◆ **Dataset entries**:
+--

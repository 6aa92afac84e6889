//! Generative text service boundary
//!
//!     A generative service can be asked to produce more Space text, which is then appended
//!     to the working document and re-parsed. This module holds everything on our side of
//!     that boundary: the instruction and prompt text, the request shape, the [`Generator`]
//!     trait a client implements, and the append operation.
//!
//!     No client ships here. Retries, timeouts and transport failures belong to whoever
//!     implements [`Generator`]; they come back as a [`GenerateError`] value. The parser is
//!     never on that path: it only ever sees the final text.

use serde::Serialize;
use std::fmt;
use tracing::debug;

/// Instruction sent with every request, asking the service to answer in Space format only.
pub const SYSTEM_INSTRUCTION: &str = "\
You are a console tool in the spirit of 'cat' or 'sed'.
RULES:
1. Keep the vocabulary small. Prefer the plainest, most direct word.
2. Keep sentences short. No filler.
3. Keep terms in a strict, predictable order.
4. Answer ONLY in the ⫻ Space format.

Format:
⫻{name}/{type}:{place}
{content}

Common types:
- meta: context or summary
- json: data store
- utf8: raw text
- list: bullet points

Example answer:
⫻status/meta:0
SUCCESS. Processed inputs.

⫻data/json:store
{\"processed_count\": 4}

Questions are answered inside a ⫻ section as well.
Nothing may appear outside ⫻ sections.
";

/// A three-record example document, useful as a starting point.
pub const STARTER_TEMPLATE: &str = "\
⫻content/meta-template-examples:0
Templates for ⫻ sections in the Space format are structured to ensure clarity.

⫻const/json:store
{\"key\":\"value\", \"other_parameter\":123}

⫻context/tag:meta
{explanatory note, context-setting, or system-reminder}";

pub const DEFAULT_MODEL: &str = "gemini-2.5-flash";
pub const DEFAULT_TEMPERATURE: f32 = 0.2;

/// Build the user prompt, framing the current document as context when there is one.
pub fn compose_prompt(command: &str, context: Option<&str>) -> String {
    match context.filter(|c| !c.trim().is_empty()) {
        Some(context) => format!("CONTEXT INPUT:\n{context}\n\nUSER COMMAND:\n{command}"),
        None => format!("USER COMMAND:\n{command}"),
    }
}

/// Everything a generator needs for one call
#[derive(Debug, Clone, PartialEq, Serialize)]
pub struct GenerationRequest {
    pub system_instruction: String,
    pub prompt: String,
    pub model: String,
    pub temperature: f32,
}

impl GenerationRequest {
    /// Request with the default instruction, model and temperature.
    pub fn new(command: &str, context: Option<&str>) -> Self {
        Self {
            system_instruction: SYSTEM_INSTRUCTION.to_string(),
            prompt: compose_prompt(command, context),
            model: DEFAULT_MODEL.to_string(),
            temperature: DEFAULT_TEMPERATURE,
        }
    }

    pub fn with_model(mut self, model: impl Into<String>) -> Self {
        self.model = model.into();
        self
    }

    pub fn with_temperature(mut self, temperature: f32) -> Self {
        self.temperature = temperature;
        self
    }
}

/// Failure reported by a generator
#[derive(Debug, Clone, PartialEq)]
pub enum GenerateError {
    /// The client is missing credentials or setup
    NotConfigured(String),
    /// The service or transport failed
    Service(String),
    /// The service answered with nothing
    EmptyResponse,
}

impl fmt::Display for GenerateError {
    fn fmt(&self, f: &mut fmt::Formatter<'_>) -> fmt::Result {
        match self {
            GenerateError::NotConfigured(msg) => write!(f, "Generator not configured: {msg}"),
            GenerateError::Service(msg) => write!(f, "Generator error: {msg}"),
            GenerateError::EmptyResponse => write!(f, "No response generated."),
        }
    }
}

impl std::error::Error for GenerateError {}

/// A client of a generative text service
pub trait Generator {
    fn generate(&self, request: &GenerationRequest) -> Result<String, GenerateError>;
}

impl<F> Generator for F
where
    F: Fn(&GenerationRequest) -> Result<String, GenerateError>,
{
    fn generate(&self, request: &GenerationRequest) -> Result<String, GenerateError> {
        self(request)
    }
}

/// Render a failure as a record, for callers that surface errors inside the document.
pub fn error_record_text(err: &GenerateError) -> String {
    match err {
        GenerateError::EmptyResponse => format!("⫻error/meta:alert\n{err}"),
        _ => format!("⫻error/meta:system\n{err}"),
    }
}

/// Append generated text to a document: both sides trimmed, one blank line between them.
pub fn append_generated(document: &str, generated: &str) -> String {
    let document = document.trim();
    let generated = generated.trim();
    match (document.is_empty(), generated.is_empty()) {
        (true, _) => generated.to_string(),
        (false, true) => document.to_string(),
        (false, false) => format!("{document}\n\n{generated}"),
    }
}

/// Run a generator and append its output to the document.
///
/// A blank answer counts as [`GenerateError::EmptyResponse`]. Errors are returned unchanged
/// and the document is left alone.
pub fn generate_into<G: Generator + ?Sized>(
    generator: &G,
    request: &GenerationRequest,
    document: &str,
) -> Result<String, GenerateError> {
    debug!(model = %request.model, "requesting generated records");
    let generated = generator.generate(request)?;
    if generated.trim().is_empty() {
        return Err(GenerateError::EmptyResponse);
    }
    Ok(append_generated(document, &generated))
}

+--

From the records above, give again exactly the lines running from the line with "use tracing::debug;" to the line with "Questions are answered", inclusive.

use tracing::debug;

/// Instruction sent with every request, asking the service to answer in Space format only.
pub const SYSTEM_INSTRUCTION: &str = "\
You are a console tool in the spirit of 'cat' or 'sed'.
RULES:
1. Keep the vocabulary small. Prefer the plainest, most direct word.
2. Keep sentences short. No filler.
3. Keep terms in a strict, predictable order.
4. Answer ONLY in the ⫻ Space format.

Format:
⫻{name}/{type}:{place}
{content}

Common types:
- meta: context or summary
- json: data store
- utf8: raw text
- list: bullet points

Example answer:
⫻status/meta:0
SUCCESS. Processed inputs.

⫻data/json:store
{\"processed_count\": 4}

Questions are answered inside a ⫻ section as well.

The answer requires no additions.